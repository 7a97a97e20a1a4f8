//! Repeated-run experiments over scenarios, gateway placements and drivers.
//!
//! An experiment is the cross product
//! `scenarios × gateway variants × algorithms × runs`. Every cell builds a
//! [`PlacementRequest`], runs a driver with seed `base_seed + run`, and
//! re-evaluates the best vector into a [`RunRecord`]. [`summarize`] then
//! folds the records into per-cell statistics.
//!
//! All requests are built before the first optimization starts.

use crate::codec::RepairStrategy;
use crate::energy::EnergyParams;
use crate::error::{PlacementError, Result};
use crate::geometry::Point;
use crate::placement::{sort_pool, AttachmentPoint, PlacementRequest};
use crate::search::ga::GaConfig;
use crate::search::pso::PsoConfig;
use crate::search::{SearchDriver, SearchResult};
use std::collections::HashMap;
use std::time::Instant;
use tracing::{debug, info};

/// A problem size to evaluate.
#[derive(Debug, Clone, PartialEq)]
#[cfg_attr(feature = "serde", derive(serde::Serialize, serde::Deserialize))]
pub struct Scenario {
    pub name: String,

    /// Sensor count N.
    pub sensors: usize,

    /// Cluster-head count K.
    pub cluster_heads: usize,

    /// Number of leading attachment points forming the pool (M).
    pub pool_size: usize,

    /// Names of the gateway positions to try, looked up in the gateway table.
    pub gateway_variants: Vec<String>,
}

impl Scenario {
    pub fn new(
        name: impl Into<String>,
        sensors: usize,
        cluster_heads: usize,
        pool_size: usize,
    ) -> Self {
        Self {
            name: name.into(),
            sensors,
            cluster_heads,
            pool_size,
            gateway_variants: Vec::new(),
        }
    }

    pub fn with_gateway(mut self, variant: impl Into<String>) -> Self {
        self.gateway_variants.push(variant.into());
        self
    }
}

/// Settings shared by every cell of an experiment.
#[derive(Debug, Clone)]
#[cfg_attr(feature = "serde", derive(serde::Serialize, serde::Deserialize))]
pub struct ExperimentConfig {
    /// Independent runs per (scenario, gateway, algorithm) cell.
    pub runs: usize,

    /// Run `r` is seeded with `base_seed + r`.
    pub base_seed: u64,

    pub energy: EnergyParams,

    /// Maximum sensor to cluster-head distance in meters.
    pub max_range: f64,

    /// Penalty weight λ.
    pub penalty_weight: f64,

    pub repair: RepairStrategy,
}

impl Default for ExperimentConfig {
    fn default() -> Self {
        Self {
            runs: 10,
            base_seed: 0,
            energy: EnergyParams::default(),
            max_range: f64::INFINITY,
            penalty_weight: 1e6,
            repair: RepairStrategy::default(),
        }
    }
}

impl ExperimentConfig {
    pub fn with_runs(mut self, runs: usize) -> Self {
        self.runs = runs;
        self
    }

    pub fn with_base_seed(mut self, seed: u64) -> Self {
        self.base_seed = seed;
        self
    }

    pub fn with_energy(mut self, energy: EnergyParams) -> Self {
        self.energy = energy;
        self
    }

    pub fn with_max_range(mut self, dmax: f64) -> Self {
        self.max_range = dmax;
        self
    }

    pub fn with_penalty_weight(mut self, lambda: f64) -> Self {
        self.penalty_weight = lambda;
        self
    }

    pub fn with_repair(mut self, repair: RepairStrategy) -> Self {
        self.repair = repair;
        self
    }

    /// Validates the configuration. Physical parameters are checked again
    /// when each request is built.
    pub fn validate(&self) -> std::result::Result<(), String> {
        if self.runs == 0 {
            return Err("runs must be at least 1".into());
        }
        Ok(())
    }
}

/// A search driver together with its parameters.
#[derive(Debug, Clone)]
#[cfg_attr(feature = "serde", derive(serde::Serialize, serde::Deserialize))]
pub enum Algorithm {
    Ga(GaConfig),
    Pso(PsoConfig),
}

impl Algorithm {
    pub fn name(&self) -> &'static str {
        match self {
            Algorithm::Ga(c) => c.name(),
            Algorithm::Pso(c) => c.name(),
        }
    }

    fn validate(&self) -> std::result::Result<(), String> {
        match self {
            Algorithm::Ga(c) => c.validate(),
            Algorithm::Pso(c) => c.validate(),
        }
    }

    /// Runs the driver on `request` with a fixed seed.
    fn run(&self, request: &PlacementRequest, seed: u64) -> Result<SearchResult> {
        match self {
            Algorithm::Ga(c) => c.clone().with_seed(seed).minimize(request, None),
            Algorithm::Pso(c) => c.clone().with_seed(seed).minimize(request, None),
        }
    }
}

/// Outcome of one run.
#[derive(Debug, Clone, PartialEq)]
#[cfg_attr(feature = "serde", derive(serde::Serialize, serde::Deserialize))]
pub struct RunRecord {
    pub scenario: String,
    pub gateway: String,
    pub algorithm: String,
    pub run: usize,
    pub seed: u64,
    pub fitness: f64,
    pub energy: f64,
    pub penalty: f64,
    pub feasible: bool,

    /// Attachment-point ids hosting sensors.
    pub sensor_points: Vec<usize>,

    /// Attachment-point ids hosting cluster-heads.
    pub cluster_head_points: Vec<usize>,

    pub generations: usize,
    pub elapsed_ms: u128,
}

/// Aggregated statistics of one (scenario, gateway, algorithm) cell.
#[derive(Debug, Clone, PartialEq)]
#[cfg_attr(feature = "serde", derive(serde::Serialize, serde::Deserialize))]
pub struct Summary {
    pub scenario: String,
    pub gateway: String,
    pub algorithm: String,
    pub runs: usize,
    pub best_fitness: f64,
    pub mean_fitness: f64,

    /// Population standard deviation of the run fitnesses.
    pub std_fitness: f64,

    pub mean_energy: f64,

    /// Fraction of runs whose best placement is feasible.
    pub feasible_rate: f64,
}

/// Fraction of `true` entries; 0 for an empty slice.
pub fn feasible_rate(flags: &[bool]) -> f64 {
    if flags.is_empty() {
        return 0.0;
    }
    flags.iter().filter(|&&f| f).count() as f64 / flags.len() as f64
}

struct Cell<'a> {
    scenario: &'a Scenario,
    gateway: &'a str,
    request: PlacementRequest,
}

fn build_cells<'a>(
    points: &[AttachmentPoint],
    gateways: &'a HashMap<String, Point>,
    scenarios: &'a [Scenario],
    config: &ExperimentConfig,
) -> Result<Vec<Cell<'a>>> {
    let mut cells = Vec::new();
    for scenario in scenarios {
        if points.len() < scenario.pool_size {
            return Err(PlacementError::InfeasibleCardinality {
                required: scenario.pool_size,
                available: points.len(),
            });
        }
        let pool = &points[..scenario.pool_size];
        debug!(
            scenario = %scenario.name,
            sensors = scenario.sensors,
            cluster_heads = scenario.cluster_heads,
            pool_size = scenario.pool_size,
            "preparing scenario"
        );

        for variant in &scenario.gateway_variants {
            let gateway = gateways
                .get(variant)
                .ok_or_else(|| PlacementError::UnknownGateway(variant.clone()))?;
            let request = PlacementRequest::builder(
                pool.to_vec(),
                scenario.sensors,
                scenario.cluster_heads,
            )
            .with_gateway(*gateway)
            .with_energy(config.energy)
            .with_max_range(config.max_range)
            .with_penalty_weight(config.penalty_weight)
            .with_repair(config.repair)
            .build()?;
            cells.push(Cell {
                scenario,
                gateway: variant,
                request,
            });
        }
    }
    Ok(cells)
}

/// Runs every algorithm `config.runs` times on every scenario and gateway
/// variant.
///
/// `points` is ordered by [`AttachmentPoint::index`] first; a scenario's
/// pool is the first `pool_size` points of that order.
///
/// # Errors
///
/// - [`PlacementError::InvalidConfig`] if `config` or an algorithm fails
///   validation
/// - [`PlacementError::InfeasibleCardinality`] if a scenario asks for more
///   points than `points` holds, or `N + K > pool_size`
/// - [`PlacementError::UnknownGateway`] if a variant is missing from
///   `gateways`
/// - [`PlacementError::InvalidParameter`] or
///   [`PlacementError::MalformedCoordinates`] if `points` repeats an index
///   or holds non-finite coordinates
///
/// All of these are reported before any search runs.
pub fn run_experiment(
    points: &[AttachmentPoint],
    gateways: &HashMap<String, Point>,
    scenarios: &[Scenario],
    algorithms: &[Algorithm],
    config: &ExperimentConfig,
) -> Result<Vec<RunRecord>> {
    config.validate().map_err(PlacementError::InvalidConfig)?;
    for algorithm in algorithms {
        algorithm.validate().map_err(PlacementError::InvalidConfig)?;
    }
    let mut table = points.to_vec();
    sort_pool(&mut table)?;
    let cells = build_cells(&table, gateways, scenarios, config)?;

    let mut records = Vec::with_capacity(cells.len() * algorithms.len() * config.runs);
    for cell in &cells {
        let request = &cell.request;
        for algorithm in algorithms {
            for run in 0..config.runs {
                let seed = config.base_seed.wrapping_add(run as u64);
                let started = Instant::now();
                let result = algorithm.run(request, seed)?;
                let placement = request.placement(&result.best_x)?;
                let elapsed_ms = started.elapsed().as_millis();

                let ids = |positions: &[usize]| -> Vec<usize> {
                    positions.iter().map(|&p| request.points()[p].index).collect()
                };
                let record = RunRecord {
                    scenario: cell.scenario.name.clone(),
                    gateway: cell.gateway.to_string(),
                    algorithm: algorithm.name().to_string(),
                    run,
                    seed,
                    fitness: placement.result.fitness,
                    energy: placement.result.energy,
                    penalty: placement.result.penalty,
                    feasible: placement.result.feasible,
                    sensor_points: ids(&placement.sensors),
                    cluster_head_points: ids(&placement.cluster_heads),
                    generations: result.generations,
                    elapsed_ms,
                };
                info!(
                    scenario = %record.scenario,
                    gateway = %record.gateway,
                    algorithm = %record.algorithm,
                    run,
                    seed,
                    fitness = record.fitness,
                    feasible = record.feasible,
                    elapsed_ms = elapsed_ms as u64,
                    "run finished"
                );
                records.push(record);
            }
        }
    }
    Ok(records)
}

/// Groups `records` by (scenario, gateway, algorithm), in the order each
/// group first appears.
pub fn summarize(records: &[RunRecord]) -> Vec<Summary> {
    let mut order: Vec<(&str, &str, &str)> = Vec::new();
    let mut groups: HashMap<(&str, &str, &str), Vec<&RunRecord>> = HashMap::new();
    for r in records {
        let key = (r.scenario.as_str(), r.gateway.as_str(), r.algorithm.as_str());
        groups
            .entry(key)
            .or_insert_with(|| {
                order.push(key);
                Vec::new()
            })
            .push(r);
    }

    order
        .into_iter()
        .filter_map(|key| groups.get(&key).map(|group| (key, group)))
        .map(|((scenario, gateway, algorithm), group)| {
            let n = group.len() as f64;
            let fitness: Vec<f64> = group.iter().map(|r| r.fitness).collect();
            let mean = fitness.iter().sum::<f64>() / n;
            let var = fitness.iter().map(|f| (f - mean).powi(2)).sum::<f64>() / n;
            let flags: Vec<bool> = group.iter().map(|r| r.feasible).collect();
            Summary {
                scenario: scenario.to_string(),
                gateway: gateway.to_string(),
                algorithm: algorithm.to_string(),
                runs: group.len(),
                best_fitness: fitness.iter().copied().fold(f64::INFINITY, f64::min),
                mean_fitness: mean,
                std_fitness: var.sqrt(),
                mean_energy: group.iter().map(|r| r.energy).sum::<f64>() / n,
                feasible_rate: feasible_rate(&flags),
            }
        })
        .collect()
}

◆ ◆ ◆ ◆ ◆ ◆ ◆

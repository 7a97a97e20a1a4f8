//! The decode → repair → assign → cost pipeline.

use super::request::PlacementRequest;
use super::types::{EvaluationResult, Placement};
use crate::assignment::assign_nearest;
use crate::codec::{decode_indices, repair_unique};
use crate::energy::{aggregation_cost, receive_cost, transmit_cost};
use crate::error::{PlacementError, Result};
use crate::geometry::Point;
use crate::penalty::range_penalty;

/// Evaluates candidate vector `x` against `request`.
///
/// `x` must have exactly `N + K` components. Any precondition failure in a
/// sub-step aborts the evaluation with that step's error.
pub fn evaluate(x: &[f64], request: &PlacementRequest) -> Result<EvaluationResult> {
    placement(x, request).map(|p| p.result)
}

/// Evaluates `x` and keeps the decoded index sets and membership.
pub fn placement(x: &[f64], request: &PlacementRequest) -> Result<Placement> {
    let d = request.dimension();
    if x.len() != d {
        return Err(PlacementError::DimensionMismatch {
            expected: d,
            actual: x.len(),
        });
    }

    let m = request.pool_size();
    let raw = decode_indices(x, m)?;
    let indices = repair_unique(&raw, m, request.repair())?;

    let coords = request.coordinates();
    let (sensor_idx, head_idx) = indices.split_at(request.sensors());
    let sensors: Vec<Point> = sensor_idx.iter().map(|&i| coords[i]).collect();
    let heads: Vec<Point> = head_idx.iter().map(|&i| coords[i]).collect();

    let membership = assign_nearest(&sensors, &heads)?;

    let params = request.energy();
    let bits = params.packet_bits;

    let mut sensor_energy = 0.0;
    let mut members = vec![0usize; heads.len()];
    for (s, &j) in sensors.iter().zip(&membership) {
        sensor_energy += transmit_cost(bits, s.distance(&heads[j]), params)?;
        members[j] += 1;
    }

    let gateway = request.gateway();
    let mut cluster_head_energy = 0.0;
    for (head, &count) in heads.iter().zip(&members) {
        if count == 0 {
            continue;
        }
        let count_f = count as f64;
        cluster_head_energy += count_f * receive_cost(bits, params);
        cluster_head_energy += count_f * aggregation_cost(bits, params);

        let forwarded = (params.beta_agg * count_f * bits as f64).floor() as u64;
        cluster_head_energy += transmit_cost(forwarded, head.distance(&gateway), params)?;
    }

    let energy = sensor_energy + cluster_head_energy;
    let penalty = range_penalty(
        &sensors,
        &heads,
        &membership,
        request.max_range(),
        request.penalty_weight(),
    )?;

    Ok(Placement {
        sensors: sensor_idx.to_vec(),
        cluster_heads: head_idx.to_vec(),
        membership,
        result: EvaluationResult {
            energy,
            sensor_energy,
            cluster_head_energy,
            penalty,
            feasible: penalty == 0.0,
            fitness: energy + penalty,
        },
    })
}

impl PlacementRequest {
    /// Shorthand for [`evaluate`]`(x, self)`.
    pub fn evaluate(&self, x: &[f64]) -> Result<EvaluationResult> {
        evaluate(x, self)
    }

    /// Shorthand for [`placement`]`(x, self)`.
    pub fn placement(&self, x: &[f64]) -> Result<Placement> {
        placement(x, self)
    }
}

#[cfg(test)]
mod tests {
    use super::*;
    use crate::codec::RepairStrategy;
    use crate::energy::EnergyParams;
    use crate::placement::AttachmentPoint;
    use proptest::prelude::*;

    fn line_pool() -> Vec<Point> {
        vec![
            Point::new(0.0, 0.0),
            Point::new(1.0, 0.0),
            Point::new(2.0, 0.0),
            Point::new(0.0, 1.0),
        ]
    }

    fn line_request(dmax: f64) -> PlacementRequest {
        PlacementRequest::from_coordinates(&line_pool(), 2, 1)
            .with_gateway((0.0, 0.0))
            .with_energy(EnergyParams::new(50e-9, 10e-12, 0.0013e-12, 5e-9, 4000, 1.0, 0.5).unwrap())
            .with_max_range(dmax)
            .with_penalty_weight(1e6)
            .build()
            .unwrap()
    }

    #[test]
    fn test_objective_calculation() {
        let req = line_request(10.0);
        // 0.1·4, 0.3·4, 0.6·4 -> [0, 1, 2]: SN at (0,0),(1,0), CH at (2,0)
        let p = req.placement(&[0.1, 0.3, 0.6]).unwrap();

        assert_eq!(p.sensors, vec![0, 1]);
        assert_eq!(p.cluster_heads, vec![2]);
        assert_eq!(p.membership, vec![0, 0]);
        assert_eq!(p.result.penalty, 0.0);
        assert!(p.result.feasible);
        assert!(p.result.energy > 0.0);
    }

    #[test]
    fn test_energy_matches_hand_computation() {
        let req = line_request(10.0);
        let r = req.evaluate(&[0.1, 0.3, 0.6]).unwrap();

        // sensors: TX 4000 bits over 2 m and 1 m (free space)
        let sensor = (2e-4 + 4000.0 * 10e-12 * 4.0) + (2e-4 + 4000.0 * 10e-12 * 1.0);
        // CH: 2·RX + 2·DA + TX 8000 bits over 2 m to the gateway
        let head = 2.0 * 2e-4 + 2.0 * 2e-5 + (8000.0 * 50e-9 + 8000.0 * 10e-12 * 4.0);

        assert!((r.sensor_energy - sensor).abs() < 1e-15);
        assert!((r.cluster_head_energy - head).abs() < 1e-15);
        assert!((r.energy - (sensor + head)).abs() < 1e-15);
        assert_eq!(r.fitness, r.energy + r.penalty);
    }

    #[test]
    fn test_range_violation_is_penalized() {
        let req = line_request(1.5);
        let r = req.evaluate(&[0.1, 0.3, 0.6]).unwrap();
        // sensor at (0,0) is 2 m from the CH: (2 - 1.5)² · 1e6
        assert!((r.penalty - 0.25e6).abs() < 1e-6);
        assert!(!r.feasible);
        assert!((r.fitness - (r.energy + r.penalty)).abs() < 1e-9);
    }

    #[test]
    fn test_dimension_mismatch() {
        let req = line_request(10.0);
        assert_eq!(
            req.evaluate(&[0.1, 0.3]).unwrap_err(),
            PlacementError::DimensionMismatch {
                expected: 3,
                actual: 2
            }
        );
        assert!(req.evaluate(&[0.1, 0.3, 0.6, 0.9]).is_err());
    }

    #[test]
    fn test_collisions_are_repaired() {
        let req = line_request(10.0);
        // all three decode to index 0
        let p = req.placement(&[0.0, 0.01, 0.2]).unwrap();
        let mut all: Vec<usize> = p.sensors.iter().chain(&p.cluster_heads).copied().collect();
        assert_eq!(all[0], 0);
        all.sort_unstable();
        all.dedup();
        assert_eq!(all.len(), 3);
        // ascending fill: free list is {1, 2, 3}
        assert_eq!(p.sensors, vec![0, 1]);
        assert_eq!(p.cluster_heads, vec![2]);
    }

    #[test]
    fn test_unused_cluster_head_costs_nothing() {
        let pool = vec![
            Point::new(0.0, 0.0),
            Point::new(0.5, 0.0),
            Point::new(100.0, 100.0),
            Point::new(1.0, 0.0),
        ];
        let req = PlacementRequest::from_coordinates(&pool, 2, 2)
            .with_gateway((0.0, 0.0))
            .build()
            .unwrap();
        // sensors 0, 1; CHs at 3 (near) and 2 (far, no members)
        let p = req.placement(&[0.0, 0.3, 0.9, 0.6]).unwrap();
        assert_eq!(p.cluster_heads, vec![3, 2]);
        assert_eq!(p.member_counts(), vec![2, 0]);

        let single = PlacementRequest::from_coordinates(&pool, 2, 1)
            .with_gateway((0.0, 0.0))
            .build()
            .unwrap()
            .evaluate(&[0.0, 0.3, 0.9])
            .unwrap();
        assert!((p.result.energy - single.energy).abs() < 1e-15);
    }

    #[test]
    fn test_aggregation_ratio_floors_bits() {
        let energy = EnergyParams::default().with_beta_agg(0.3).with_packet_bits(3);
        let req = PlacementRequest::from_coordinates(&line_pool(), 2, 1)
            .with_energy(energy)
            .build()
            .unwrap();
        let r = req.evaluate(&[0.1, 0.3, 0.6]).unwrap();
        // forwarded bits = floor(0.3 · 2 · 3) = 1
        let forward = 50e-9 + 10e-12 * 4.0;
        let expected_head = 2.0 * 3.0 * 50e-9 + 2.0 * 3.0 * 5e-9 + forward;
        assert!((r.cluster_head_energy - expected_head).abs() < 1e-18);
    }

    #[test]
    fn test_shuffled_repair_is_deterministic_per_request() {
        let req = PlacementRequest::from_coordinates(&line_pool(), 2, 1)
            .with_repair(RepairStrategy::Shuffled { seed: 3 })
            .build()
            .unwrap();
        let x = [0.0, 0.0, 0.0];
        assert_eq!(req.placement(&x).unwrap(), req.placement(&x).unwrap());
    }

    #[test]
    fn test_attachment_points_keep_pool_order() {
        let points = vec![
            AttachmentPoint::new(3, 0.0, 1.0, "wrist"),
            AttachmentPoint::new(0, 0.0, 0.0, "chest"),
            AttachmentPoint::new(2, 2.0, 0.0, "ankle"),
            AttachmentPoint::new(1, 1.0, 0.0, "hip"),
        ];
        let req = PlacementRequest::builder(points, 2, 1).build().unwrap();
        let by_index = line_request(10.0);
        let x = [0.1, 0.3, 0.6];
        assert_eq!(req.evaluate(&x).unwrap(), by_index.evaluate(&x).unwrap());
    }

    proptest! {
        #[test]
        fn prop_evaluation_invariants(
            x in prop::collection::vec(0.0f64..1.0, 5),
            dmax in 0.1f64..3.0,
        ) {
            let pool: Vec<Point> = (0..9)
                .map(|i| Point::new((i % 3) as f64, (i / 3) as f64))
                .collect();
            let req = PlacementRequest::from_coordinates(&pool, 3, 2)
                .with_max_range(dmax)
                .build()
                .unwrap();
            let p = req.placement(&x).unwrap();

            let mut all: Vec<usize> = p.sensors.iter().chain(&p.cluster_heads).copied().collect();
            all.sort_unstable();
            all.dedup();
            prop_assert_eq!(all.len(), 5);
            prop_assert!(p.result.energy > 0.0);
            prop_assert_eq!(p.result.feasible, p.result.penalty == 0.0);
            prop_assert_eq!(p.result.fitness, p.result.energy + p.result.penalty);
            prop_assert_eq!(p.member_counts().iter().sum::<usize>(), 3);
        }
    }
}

◆ ◆ ◆ ◆ ◆ ◆ ◆

■ Your goal
Above are some lines. Repeat exactly, and only, those from the line that has "m (free space)" through the line that has "let p = req.placement(&[0.0, 0.3, 0.9, 0.6]).unwrap();".

■ Solution for this problem
        // sensors: TX 4000 bits over 2 m and 1 m (free space)
        let sensor = (2e-4 + 4000.0 * 10e-12 * 4.0) + (2e-4 + 4000.0 * 10e-12 * 1.0);
        // CH: 2·RX + 2·DA + TX 8000 bits over 2 m to the gateway
        let head = 2.0 * 2e-4 + 2.0 * 2e-5 + (8000.0 * 50e-9 + 8000.0 * 10e-12 * 4.0);

        assert!((r.sensor_energy - sensor).abs() < 1e-15);
        assert!((r.cluster_head_energy - head).abs() < 1e-15);
        assert!((r.energy - (sensor + head)).abs() < 1e-15);
        assert_eq!(r.fitness, r.energy + r.penalty);
    }

    #[test]
    fn test_range_violation_is_penalized() {
        let req = line_request(1.5);
        let r = req.evaluate(&[0.1, 0.3, 0.6]).unwrap();
        // sensor at (0,0) is 2 m from the CH: (2 - 1.5)² · 1e6
        assert!((r.penalty - 0.25e6).abs() < 1e-6);
        assert!(!r.feasible);
        assert!((r.fitness - (r.energy + r.penalty)).abs() < 1e-9);
    }

    #[test]
    fn test_dimension_mismatch() {
        let req = line_request(10.0);
        assert_eq!(
            req.evaluate(&[0.1, 0.3]).unwrap_err(),
            PlacementError::DimensionMismatch {
                expected: 3,
                actual: 2
            }
        );
        assert!(req.evaluate(&[0.1, 0.3, 0.6, 0.9]).is_err());
    }

    #[test]
    fn test_collisions_are_repaired() {
        let req = line_request(10.0);
        // all three decode to index 0
        let p = req.placement(&[0.0, 0.01, 0.2]).unwrap();
        let mut all: Vec<usize> = p.sensors.iter().chain(&p.cluster_heads).copied().collect();
        assert_eq!(all[0], 0);
        all.sort_unstable();
        all.dedup();
        assert_eq!(all.len(), 3);
        // ascending fill: free list is {1, 2, 3}
        assert_eq!(p.sensors, vec![0, 1]);
        assert_eq!(p.cluster_heads, vec![2]);
    }

    #[test]
    fn test_unused_cluster_head_costs_nothing() {
        let pool = vec![
            Point::new(0.0, 0.0),
            Point::new(0.5, 0.0),
            Point::new(100.0, 100.0),
            Point::new(1.0, 0.0),
        ];
        let req = PlacementRequest::from_coordinates(&pool, 2, 2)
            .with_gateway((0.0, 0.0))
            .build()
            .unwrap();
        // sensors 0, 1; CHs at 3 (near) and 2 (far, no members)
        let p = req.placement(&[0.0, 0.3, 0.9, 0.6]).unwrap();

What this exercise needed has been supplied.